#### [Task description]
Below are some entries. Copy each line in them that holds "NotifyError".

##### Exercise material

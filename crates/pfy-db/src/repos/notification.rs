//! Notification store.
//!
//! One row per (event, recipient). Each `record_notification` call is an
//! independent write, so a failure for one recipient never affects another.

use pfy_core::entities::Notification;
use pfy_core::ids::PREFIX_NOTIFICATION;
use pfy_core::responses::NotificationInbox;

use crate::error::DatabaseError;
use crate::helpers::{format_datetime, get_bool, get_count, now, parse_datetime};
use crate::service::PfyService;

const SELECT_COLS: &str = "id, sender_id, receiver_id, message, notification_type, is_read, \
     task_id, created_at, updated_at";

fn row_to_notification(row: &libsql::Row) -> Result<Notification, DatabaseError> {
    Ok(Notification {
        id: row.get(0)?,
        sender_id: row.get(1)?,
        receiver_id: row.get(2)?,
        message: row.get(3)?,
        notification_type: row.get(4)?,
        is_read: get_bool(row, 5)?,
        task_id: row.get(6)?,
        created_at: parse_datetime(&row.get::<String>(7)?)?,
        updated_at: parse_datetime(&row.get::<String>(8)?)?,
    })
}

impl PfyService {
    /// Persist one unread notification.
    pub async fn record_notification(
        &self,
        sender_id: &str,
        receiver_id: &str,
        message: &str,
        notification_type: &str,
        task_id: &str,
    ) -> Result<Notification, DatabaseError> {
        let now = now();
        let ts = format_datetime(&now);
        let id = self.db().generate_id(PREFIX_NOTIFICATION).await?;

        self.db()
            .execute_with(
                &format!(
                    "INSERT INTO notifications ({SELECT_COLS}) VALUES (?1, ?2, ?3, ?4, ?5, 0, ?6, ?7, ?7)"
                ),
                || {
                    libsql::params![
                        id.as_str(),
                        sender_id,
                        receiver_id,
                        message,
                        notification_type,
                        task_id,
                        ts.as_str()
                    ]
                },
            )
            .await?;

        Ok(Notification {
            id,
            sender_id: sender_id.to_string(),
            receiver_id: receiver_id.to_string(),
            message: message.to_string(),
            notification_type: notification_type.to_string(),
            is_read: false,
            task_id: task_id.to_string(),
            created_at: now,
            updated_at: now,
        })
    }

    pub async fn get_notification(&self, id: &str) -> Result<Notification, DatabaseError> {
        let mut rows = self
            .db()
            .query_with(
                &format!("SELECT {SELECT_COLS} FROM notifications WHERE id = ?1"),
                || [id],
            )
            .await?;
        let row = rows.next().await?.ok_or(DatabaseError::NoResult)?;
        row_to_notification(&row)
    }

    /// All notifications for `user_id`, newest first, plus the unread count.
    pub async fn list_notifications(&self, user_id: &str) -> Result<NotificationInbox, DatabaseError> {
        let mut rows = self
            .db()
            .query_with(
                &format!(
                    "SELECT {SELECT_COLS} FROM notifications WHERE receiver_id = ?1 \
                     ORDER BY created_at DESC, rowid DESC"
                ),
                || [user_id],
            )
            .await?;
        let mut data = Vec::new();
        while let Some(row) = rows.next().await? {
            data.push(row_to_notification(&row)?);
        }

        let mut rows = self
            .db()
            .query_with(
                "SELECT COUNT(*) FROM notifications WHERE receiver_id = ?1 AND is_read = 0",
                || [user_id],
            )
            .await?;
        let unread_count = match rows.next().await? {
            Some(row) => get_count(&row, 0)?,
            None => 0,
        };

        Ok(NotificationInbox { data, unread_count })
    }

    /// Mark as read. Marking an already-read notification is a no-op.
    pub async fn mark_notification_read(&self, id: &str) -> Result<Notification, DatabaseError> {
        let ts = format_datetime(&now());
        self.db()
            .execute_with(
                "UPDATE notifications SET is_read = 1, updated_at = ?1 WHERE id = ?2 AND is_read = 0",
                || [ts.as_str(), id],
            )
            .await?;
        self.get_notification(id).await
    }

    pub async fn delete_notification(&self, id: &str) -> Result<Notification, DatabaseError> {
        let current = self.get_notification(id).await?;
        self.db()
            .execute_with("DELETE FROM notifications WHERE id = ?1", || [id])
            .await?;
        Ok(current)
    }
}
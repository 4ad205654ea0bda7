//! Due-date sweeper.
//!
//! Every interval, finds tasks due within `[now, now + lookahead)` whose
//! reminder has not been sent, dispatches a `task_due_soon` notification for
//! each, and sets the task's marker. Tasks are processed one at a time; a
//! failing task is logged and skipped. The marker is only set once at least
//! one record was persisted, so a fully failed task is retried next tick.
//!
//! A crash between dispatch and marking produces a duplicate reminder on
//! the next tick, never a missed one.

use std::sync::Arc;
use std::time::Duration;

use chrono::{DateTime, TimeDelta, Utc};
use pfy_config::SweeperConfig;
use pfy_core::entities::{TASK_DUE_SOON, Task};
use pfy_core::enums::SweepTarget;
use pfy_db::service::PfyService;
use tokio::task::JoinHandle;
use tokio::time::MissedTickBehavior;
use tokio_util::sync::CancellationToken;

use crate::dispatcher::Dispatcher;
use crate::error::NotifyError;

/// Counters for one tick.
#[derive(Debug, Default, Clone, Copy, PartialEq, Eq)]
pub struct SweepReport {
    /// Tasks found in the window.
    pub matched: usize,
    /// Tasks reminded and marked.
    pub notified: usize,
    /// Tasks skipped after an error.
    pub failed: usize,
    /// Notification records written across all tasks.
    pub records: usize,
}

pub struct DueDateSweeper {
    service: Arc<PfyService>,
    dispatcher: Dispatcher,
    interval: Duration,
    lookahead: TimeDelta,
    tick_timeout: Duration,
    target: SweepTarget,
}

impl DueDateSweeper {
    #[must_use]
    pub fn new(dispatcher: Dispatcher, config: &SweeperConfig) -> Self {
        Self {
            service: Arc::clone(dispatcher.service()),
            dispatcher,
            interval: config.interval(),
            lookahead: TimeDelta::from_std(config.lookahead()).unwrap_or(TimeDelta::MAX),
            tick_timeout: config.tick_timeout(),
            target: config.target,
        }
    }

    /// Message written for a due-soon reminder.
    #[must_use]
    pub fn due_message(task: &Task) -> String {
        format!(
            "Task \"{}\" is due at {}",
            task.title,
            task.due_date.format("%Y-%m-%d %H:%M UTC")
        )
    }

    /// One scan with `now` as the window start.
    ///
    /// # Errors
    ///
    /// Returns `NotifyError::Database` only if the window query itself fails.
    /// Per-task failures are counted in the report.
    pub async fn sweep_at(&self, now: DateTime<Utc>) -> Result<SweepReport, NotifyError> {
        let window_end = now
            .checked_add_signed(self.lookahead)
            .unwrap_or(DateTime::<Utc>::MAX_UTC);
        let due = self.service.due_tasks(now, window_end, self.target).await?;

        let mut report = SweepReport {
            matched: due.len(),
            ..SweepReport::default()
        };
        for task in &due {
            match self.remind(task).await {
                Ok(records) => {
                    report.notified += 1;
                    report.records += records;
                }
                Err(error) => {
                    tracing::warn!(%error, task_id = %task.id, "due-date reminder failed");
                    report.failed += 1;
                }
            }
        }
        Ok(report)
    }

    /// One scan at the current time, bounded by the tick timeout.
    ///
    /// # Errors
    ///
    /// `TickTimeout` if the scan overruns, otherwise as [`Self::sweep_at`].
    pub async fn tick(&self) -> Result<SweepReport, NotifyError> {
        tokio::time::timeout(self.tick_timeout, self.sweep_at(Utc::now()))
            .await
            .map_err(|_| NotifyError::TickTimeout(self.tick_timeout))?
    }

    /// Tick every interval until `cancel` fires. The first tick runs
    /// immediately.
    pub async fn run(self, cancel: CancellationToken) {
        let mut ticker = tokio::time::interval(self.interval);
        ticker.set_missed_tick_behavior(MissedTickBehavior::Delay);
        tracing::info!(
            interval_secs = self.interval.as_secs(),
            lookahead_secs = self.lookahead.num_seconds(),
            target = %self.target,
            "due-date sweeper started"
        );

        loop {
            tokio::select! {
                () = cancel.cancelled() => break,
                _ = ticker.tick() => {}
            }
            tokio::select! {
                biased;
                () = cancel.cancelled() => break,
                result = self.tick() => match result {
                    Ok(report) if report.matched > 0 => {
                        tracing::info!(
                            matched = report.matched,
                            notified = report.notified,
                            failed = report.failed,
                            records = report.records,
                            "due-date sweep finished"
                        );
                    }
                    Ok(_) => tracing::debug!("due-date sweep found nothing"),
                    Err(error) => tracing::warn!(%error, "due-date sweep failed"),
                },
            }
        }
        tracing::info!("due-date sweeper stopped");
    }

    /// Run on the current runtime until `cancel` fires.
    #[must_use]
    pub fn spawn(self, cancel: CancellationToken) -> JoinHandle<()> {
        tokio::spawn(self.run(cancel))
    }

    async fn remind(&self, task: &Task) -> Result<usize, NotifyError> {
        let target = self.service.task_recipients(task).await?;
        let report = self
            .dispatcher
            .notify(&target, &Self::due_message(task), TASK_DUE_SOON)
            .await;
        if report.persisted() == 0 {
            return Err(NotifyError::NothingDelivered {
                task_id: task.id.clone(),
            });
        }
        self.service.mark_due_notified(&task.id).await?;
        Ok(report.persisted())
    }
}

##########

#### [Your response]
use crate::error::NotifyError;
    /// Returns `NotifyError::Database` only if the window query itself fails.
    pub async fn sweep_at(&self, now: DateTime<Utc>) -> Result<SweepReport, NotifyError> {
    pub async fn tick(&self) -> Result<SweepReport, NotifyError> {
            .map_err(|_| NotifyError::TickTimeout(self.tick_timeout))?
    async fn remind(&self, task: &Task) -> Result<usize, NotifyError> {
            return Err(NotifyError::NothingDelivered {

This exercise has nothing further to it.